Records to use =

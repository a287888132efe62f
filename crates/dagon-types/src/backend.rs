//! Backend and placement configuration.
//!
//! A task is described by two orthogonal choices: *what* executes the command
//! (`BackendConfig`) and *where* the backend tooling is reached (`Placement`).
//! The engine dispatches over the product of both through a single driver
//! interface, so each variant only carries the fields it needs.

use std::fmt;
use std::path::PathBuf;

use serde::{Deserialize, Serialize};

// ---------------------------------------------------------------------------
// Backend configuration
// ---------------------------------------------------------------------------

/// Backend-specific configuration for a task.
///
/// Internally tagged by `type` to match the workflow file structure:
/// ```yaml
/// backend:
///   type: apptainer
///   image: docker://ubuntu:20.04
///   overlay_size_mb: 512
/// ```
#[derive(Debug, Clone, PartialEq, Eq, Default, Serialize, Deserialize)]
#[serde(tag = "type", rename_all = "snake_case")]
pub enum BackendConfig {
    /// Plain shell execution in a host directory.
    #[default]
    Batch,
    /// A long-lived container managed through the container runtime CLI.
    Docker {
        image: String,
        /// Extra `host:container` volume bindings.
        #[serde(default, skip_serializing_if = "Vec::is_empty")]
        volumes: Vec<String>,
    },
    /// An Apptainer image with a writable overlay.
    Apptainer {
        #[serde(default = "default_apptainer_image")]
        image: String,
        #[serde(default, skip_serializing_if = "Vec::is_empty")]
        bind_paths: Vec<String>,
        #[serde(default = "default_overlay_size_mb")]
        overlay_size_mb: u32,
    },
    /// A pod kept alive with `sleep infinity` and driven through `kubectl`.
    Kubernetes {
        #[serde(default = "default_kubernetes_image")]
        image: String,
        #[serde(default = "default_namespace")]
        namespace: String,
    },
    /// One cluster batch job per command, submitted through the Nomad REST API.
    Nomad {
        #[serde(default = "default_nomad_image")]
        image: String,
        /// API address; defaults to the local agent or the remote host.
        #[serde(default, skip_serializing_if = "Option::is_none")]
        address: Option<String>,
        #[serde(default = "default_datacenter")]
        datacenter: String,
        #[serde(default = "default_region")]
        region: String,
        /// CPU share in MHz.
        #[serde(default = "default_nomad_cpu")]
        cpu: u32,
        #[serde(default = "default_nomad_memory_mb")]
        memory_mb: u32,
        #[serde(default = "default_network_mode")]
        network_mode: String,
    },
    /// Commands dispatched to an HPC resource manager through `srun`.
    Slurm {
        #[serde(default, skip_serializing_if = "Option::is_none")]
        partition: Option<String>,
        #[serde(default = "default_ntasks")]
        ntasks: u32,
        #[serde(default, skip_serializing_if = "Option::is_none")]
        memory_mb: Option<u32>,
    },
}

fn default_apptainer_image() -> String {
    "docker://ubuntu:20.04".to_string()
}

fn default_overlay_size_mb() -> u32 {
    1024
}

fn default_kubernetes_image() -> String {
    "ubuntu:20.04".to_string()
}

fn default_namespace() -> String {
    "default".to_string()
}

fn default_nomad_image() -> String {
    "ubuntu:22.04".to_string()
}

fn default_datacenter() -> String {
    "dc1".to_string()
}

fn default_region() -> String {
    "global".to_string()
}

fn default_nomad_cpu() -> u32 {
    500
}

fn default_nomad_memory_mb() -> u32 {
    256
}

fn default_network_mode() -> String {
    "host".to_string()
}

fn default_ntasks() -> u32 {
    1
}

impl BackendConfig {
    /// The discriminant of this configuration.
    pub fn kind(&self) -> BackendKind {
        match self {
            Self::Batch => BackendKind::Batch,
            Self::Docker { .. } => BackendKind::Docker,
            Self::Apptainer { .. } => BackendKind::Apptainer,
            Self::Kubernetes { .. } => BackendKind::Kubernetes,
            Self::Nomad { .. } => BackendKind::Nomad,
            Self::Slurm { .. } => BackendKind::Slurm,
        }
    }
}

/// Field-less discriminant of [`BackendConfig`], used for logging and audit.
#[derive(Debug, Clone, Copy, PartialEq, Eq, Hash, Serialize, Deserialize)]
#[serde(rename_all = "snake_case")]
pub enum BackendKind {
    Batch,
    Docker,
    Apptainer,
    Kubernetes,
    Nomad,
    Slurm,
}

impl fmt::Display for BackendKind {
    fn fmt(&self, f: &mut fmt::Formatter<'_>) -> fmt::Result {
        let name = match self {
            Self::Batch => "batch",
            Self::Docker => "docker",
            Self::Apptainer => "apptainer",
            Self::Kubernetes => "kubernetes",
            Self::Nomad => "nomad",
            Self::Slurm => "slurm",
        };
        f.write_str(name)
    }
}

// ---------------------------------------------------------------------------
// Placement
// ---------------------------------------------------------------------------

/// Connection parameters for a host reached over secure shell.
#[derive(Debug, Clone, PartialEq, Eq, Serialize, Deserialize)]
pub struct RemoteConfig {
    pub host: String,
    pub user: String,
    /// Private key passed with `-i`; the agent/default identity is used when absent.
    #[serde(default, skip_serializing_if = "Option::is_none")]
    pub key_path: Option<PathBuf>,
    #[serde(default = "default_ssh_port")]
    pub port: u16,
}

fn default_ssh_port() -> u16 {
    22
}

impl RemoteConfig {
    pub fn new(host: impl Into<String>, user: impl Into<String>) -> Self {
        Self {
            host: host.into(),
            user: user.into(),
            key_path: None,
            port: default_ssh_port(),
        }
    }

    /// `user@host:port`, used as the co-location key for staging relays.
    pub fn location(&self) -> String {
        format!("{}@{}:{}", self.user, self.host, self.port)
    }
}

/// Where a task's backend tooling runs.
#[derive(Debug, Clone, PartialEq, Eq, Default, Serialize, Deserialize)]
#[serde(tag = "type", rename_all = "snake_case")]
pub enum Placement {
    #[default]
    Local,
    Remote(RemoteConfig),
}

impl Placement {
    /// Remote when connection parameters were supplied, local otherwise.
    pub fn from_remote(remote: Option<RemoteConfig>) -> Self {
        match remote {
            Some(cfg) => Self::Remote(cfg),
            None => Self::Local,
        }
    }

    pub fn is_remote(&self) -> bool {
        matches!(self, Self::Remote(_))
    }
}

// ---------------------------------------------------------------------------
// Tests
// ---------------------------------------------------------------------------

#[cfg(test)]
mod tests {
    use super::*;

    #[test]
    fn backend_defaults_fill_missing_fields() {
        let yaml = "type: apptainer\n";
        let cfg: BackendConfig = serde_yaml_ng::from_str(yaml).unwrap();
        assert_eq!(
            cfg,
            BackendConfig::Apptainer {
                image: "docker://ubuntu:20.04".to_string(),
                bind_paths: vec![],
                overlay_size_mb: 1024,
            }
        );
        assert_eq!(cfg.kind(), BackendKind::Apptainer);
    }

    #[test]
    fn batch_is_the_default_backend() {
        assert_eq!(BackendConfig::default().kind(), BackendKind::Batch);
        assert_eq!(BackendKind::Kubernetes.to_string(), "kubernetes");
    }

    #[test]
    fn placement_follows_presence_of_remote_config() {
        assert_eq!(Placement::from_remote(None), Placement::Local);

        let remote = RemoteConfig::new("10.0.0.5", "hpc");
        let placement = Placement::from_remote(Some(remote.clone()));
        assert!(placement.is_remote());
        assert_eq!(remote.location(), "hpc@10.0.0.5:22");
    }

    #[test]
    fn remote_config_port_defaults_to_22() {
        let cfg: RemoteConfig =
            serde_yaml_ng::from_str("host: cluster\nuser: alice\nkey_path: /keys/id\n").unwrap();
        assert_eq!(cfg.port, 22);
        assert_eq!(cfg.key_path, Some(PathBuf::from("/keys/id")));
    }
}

Work to be completed = Where a line of the data includes the string "reached", list that line.

Result of the task =
//! (`BackendConfig`) and *where* the backend tooling is reached (`Placement`).
/// Connection parameters for a host reached over secure shell.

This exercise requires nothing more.